Pour preuve, les grands ensembles de type soviétique des quartiers périphériques est-allemands, comme Marzahn ou Hellersdorf : « Ils ont été rénovés sans liant. Cela ressemble à un catalogue de tous les matériaux proposés par les constructeurs. On a créé une impression de chaos. »
Du centre commercial Alexa, (un cube gigantesque aux façades roses ouvert en 2007 sur l’Alexanderplatz) à la reconstruction prévue du château baroque des Hohenzollern en lieu et place du palais de la République (ancien centre culturel de l’Allemagne de l’Est), les nouveaux bâtiments berlinois se surpassent certes en excentricité. « Mais il existe bel et bien une cohérence, assure Dieter Frick, professeur émérite d’urbanisme à l’université technique de Berlin. Elle réside dans le plan d’utilisation des sols adopté en 1994 et dans le concept de “reconstruction critique” d’Hans Stimmann » , responsable du développement urbain de la capitale de 1996 à 2006. Ce bâtisseur en chef a imposé, pour le centre historique, une exigence minimale aux investisseurs : respecter les normes techniques des constructions d’avant-guerre. D’où l’uniformité des façades de la Friedrichstrasse, par exemple, quand les architectes ont laissé libre cours à leurs créations à l’intérieur des édifices (comme dans les Galeries-Lafayette conçues par Jean Nouvel). Que ces règles a minima n’aient pas pu empêcher quelques extravagances, voilà un moindre mal, selon Florian Koch, urbaniste au Centre Georg-Simmel de Berlin et professeur à l’université technologique d’Erfurt : « Dans une ville qui a vécu en partie sous le régime de la RDA [Allemagne de l’Est], où l’État lançait de grands projets sans concertation, il est très important que le développement urbain se réalise dans l’hétérogénéité et la démocratie. »
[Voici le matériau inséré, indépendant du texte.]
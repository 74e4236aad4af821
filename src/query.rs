//! Query lifecycle
//!
//! A [`Query`] is parsed once at construction and compiled lazily on first
//! use. The compiled procedure is memoized per instance and shared safely
//! between threads; executions themselves carry no state.

use std::sync::OnceLock;

use crate::config::EngineConfig;
use crate::errors::{QueryError, QueryResult};
use crate::executor::{ExecuteOptions, QueryExecutor};
use crate::observability::{log_event, metrics, Event, Severity};
use crate::pagination::Page;
use crate::planner::{contains_partition_keys, lower, parse, Procedure, SelectQuery};

/// A parsed query, compiled on demand
#[derive(Debug)]
pub struct Query {
    text: String,
    ast: SelectQuery,
    config: EngineConfig,
    compiled: OnceLock<QueryResult<Procedure>>,
}

impl Query {
    /// Parses `text` with the default configuration
    pub fn new(text: &str) -> QueryResult<Self> {
        Self::parse_with(text, EngineConfig::default())
    }

    /// Parses `text` with `config`. The config's log level applies to this
    /// query only.
    pub fn with_config(text: &str, config: EngineConfig) -> QueryResult<Self> {
        Self::parse_with(text, config)
    }

    fn parse_with(text: &str, config: EngineConfig) -> QueryResult<Self> {
        let text = text.trim().to_string();
        let ast = match parse(&text) {
            Ok(ast) => ast,
            Err(err) => {
                reject(config.log_level, &err);
                return Err(err);
            }
        };

        metrics().increment_queries_parsed();
        log_event(
            config.log_level,
            Event::QueryParsed,
            &[("collection", ast.from.collection.as_str())],
        );

        Ok(Self {
            text,
            ast,
            config,
            compiled: OnceLock::new(),
        })
    }

    /// Trimmed query text
    pub fn text(&self) -> &str {
        &self.text
    }

    pub fn ast(&self) -> &SelectQuery {
        &self.ast
    }

    pub fn config(&self) -> &EngineConfig {
        &self.config
    }

    /// Returns the compiled procedure, lowering the AST on first call.
    ///
    /// Lowering runs at most once per instance; a failure is memoized too.
    pub fn compile(&self) -> QueryResult<&Procedure> {
        let compiled = self.compiled.get_or_init(|| {
            let result = lower(&self.ast);
            if result.is_ok() {
                metrics().increment_queries_compiled();
                let clauses = self.ast.order_by.len().to_string();
                log_event(
                    self.config.log_level,
                    Event::QueryCompiled,
                    &[("order_clauses", clauses.as_str())],
                );
            }
            result
        });
        match compiled {
            Ok(procedure) => Ok(procedure),
            Err(err) => Err(err.clone()),
        }
    }

    /// Whether compilation has already happened
    pub fn is_compiled(&self) -> bool {
        self.compiled.get().is_some()
    }

    /// Runs the query over `collection` and returns one page
    pub fn execute(
        &self,
        collection: &[serde_json::Value],
        options: &ExecuteOptions,
    ) -> QueryResult<Page> {
        let result = self
            .compile()
            .and_then(|procedure| QueryExecutor::new(procedure, &self.config).execute(collection, options));
        let result = match result {
            Ok(result) => result,
            Err(err) => {
                reject(self.config.log_level, &err);
                return Err(err);
            }
        };

        metrics().increment_executions();
        metrics().add_rows_returned(result.returned_count() as u64);
        let scanned = result.scanned_count.to_string();
        let returned = result.returned_count().to_string();
        let more = result.has_more().to_string();
        log_event(
            self.config.log_level,
            Event::QueryExecuted,
            &[
                ("has_more", more.as_str()),
                ("returned", returned.as_str()),
                ("scanned", scanned.as_str()),
            ],
        );
        Ok(result.into_page())
    }

    /// Whether the WHERE clause pins every slash-delimited path in `paths`
    /// to a single value
    pub fn contains_partition_keys<S: AsRef<str>>(&self, paths: &[S]) -> bool {
        contains_partition_keys(&self.ast, paths)
    }
}

fn reject(log_level: Option<Severity>, err: &QueryError) {
    metrics().increment_queries_rejected();
    log_event(
        log_level,
        Event::QueryRejected,
        &[("code", err.code().code()), ("message", err.message())],
    );
}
Les Berlinois se sont en effet saisis des questions urbaines depuis 1990. Dernier exemple : la fermeture de l’aéroport Tempelhof a donné lieu à un référendum d’initiative populaire pour conserver l’activité du terminal situé au cœur de la ville [^3]. Et si le plan de construction de dix nouvelles tours sur l’Alexanderplatz ne suscite guère d’opposition pour l’instant, c’est qu’il va probablement rester encore plusieurs années dans les cartons.
Les défis à venir se situent en tout état de cause ailleurs. « Aujourd’hui, Berlin doit faire face à des problèmes sociaux, plus qu’urbains » , témoigne Gilles Duhem, de son quartier de Neukölln, où le chômage touche un quart de la population [^4].
[^2]: Les premiers bâtiments de la Potsdamer Platz ont été livrés en 1995, les derniers en 2003.
[^3]: Le référendum a échoué. L’aéroport historique, utilisé pour le pont aérien destiné à ravitailler Berlin-Ouest lors du blocus de 1948-1949, a fermé ses portes le 30 octobre 2008.
[^4]: Le taux de chômage de Neukölln s’élevait à 24,8 % en janvier 2009 (source : Bezirkamt Neukölln.)